Philip Landrigan is a pediatrician, epidemiologist, and internationally recognized leader in public health and preventive medicine. He has been a member of the faculty at Mount Sinai School of Medicine in New York since 1985 and chair of its Department of Community and Preventative Medicine since 1990. His pioneering research on the impact of pesticides on infants and children for the National Academy of Sciences led to the passage of the Food Quality Protection Act of 1996.

Penelope Leach, a world-renowned child psychologist, is author of Your Baby and Child: From Birth to Age Five (Knopf, 1997), which has sold more than 3 million copies in 29 countries. She has studied child development and childrearing as part of the British Medical Research Council. Leach helped found the UK branch of the World Association for Infant Mental Health and chaired the British Child Development Society.

Susan Linn is an award-winning ventriloquist known for using puppets in children's psychotherapy. She is a child psychologist and author of the internationally acclaimed book Consuming Kids: The Hostile Takeover of Childhood (New Press, 2004).

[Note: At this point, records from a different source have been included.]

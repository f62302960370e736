use std::time::Duration;

use redis::aio::MultiplexedConnection;
use redis::{Script, Value};
use tokio::time::Instant;
use tracing::{debug, warn};

use ncps_lock::error::{LockError, classify_backend_error};

use crate::config::RedisLockConfig;
use crate::scripts;

/// Fraction of the TTL budgeted for clock drift between nodes.
const CLOCK_DRIFT_FACTOR: f64 = 0.01;

/// One Redis master participating in the quorum.
pub(crate) struct RedlockNode {
    addr: String,
    conn: MultiplexedConnection,
}

/// Outcome of a single Redlock round.
#[derive(Debug, Clone, Copy, PartialEq, Eq)]
pub(crate) enum AcquireOutcome {
    /// A majority acknowledged within the validity window.
    Acquired,
    /// The nodes responded but the majority already holds another owner,
    /// or too little validity remained.
    Contended,
}

/// Single-round Redlock over N independent masters.
///
/// Deliberately performs **no internal retries**: the caller's retry policy
/// is the only one in force, so one `try_acquire` call maps to exactly one
/// `SET NX PX` round across the nodes. Partial acquisitions are rolled back
/// before returning.
pub(crate) struct Redlock {
    nodes: Vec<RedlockNode>,
    quorum: usize,
}

impl Redlock {
    /// Connect to every configured node independently.
    ///
    /// # Errors
    ///
    /// Returns [`LockError::InsufficientQuorum`] when fewer than a strict
    /// majority of nodes are reachable.
    pub(crate) async fn connect(config: &RedisLockConfig) -> Result<Self, LockError> {
        let quorum = config.quorum();
        let mut nodes = Vec::with_capacity(config.addrs.len());

        for addr in &config.addrs {
            match connect_node(config, addr).await {
                Ok(conn) => nodes.push(RedlockNode {
                    addr: addr.clone(),
                    conn,
                }),
                Err(e) => {
                    warn!(addr, error = %e, "redis node unreachable at startup");
                }
            }
        }

        if nodes.len() < quorum {
            return Err(LockError::InsufficientQuorum {
                connected: nodes.len(),
                required: quorum,
            });
        }

        debug!(
            connected = nodes.len(),
            quorum, "redlock connected to node set"
        );
        Ok(Self { nodes, quorum })
    }

    /// Drive one round of the Redlock algorithm for `key` with the given
    /// owner value.
    ///
    /// # Errors
    ///
    /// Returns a transport-classified error when node failures (rather than
    /// contention) prevented the quorum; the caller feeds those into its
    /// circuit breaker.
    pub(crate) async fn try_acquire(
        &self,
        key: &str,
        owner: &str,
        ttl: Duration,
    ) -> Result<AcquireOutcome, LockError> {
        let started = Instant::now();
        let ttl_ms = i64::try_from(ttl.as_millis()).unwrap_or(i64::MAX);

        let mut acked = 0usize;
        let mut transport_err: Option<LockError> = None;

        for node in &self.nodes {
            let mut conn = node.conn.clone();
            let response: Result<Value, _> = redis::cmd("SET")
                .arg(key)
                .arg(owner)
                .arg("NX")
                .arg("PX")
                .arg(ttl_ms)
                .query_async(&mut conn)
                .await;

            match response {
                Ok(Value::Okay) => acked += 1,
                // Nil means the key exists on this node: plain contention.
                Ok(_) => {}
                Err(e) => {
                    let classified = classify_backend_error(e.to_string());
                    warn!(addr = %node.addr, error = %classified, "redlock SET failed on node");
                    if classified.is_connection_error() {
                        transport_err = Some(classified);
                    } else {
                        // A non-transport refusal is surfaced directly.
                        self.release(key, owner).await.ok();
                        return Err(classified);
                    }
                }
            }
        }

        // The lock is only valid for what remains of the TTL after the
        // round trips, minus the inter-node drift allowance.
        let drift = ttl.mul_f64(CLOCK_DRIFT_FACTOR) + Duration::from_millis(2);
        let within_validity = started.elapsed() + drift < ttl;

        if acked >= self.quorum && within_validity {
            return Ok(AcquireOutcome::Acquired);
        }

        // Roll back any partial acquisition before reporting.
        self.release(key, owner).await.ok();

        match transport_err {
            Some(e) if acked < self.quorum => Err(e),
            _ => Ok(AcquireOutcome::Contended),
        }
    }

    /// Delete `key` on every node where it still carries `owner`.
    ///
    /// # Errors
    ///
    /// Returns the last transport error, if any node failed; callers treat
    /// release failures as non-fatal because the TTL self-heals.
    pub(crate) async fn release(&self, key: &str, owner: &str) -> Result<(), LockError> {
        let script = Script::new(scripts::LOCK_RELEASE);
        let mut last_err = None;

        for node in &self.nodes {
            let mut conn = node.conn.clone();
            let result: Result<i64, _> = script
                .key(key)
                .arg(owner)
                .invoke_async(&mut conn)
                .await;
            if let Err(e) = result {
                let classified = classify_backend_error(e.to_string());
                warn!(addr = %node.addr, error = %classified, "redlock release failed on node");
                last_err = Some(classified);
            }
        }

        match last_err {
            None => Ok(()),
            Some(e) => Err(e),
        }
    }

    /// Number of nodes that connected at startup.
    pub(crate) fn node_count(&self) -> usize {
        self.nodes.len()
    }
}

/// Open one multiplexed connection and verify it with a PING.
async fn connect_node(
    config: &RedisLockConfig,
    addr: &str,
) -> Result<MultiplexedConnection, LockError> {
    let url = config.node_url(addr);
    let client =
        redis::Client::open(url).map_err(|e| classify_backend_error(e.to_string()))?;

    let mut conn = tokio::time::timeout(
        config.connect_timeout,
        client.get_multiplexed_async_connection(),
    )
    .await
    .map_err(|_| LockError::Connection(format!("i/o timeout connecting to {addr}")))?
    .map_err(|e| classify_backend_error(e.to_string()))?;

    let _: String = redis::cmd("PING")
        .query_async(&mut conn)
        .await
        .map_err(|e| classify_backend_error(e.to_string()))?;

    Ok(conn)
}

Linn is associate director of the Media Center at the Judge Baker Children's Center, an instructor in psychiatry at Harvard Medical School, and founder of the Campaign for a Commercial-Free Childhood.

Herbert Needleman, professor of child pediatrics and psychiatry at Pitt, is a distinguished researcher who played a key role in the five-fold reduction in the prevalence of lead poisoning in American children. In 1979, he mounted the first large-scale study of intelligence and behavior in children with no outward signs of lead poisoning. He followed these children into adulthood, showing that lead exposure is associated with increased risk for failure to graduate from high school and for reading disabilities. His work was instrumental in the decisions made by the Environmental Protection Agency to mandate the removal of lead from gasoline and by the Consumer Product Safety Commission to ban lead from interior paints. Needleman has been a consultant to the Environmental Protection Agency, the Centers for Disease Control and Prevention, the Office of Housing and Urban Development, and state and local governments, including the Commonwealth of Pennsylvania's lead program.

Sharna Olfman, professor of clinical and developmental psychology at Point Park University, is editor of the Childhood in America book series for Praeger Press. She coauthored Child Honoring: How to Turn This World Around and also wrote No Child Left Different (Praeger, 2006) and Childhood Lost (Praeger, 2005). She has written and presented widely on the subjects of gender development, women's mental health, infant care, and child psychopathology.